Esculape-Tronchin nous attire ici toutes les jolies femmes de Paris. Elles s’en retournent guéries et embellies. Il est allé au-devant de Mme d’Épinai, qui s’est trouvée mal sur le chemin de Lyon à Genève, Il lui rendra la santé comme aux autres. Je ne crois d’autres miracles que les siens. Nous avons aussi l’abbé de Nicolaï, qu’il arracha dans Paris à dix-huit saignées et à la mort. Enfin je vis, et je le remercie aussi pour ma part.


3446. — À M. LE COMTE D’ARGENTAL.
Aux Délices, 8 novembre.

Cela est d’une belle âme, mon cher ange, de m’envoyer de quoi vous faire des infidélités. Je veux avoir des procédés aussi nobles que vous ; vous trouverez le premier acte assez changé. C’est toujours beaucoup que je vous donne des vers quand je suis abîmé dans la prose, dans les bâtiments, et dans les jardins. J’ai bien moins de temps à moi que je ne croyais ; on s’est mis à venir dans mes retraites ; il faut recevoir son monde, dîner, se tuer, et, qui pis est, perdre son temps.

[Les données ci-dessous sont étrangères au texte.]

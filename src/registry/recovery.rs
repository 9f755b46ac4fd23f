//! Crash-recovery pipeline.
//!
//! Runs when a monitored worker terminates abnormally, after the directory
//! entry has been cleared:
//!
//! 1. Build the crash report (falling back to a minimal report if the
//!    builder itself fails).
//! 2. Delete every `waiting` batch of the project; they never started CI.
//! 3. Cancel every `running` batch.
//! 4. Insert one crash record with the full report text.
//! 5. Dispatch the report sections to the notifier on a detached task.
//!
//! Error handling is deliberately asymmetric: report construction and
//! notifier delivery are best-effort, but a storage failure during cleanup or
//! record insertion aborts the invocation, since skipping batch cleanup
//! silently would leave the queue inconsistent.
//!
//! The crashed worker is not relaunched here; the next `get` for the project
//! creates a replacement through the normal lookup protocol.

use std::sync::Arc;

use tracing::{debug, info, warn};

use crate::config::RegistryConfig;
use crate::notify::Notifier;
use crate::storage::{Storage, StorageError};
use crate::supervisor::WorkerHandle;
use crate::types::{BatchState, ProjectId};

use super::report::{CRASH_ALARM, CrashReport, CrashReportBuilder};

/// Component tag written to every crash record produced by this subsystem.
pub const CRASH_COMPONENT: &str = "batcher";

/// Reconciles batch state and records the incident for one crashed worker.
pub(crate) async fn run_crash_recovery<S, N>(
    storage: &S,
    notifier: &Arc<N>,
    config: &RegistryConfig,
    project: ProjectId,
    worker: &WorkerHandle,
    reason: &str,
) -> Result<(), StorageError>
where
    S: Storage,
    N: Notifier + 'static,
{
    // Capture the report before mutating anything; the builder is read-only,
    // so the report describes the batches as the worker left them.
    let report = match CrashReportBuilder::new(storage, config)
        .build(project, worker, reason)
        .await
    {
        Ok(report) => report,
        Err(error) => {
            warn!(
                project = %project,
                error = %error,
                "crash report construction failed; falling back to minimal report"
            );
            CrashReport::fallback(project, reason, &error)
        }
    };

    let waiting = storage
        .batches_for_project(project, BatchState::Waiting)
        .await?;
    for batch in &waiting {
        debug!(project = %project, batch = %batch.id, "deleting waiting batch");
        storage.delete_batch(batch.id).await?;
    }

    let running = storage
        .batches_for_project(project, BatchState::Running)
        .await?;
    for batch in &running {
        debug!(project = %project, batch = %batch.id, "canceling running batch");
        storage.set_batch_state(batch.id, BatchState::Canceled).await?;
    }

    storage
        .insert_crash(project, CRASH_COMPONENT, &report.full_text())
        .await?;

    info!(
        project = %project,
        worker = %worker.id(),
        deleted = waiting.len(),
        canceled = running.len(),
        "crash recovery complete"
    );

    dispatch_report(Arc::clone(notifier), report);
    Ok(())
}

/// Sends the report sections in order on a detached task.
///
/// Notifier latency or failure must not hold up the registry actor, so this
/// returns as soon as the task is spawned; delivery failures are logged only.
fn dispatch_report<N: Notifier + 'static>(notifier: Arc<N>, report: CrashReport) {
    tokio::spawn(async move {
        let mut sections = report.into_sections().into_iter();
        if let Some(header) = sections.next() {
            deliver(notifier.as_ref(), format!("{} {}", CRASH_ALARM, header)).await;
        }
        for section in sections {
            deliver(notifier.as_ref(), section).await;
        }
    });
}

async fn deliver<N: Notifier>(notifier: &N, text: String) {
    if let Err(error) = notifier.send(text).await {
        warn!(error = %error, "crash notification dropped");
    }
}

J’en ai trouvé pourtant pour votre Fanime ; mais je vous avertis que je la veux un peu coupable, c’est-à-dire coupable d’aimer comme une folle, sans avoir d’autres motifs de sa fuite que les craintes que l’amour lui a inspirées pour son amant. Je serai d’ailleurs honteux pour le public s’il reçoit cette tragédie amoureuse plus favorablement que Rome sauvée et qu’Oreste ; cela n’est pas juste. Une scène de Cicéron, une scène de César, sont plus difficiles à faire, et ont plus de mérite que tous les emportements d’une femme trompée et délaissée. Le sujet de Fanime est bien trivial, bien usé ; mais enfin vos premières loges sont composées de personnes qui connaissent mieux l’amour que l’histoire romaine. Elles veulent s’attendrir, elles veulent pleurer, et avec le mot d’amour on a cause gagnée avec elles. Allons donc, mettons-nous à l’eau de rose pour leur plaire. Oublions mon âge. Je ne devrais ni planter des jardins, ni faire des vers tendres ; cependant j’ai ces deux torts, et j’en demande pardon à la raison.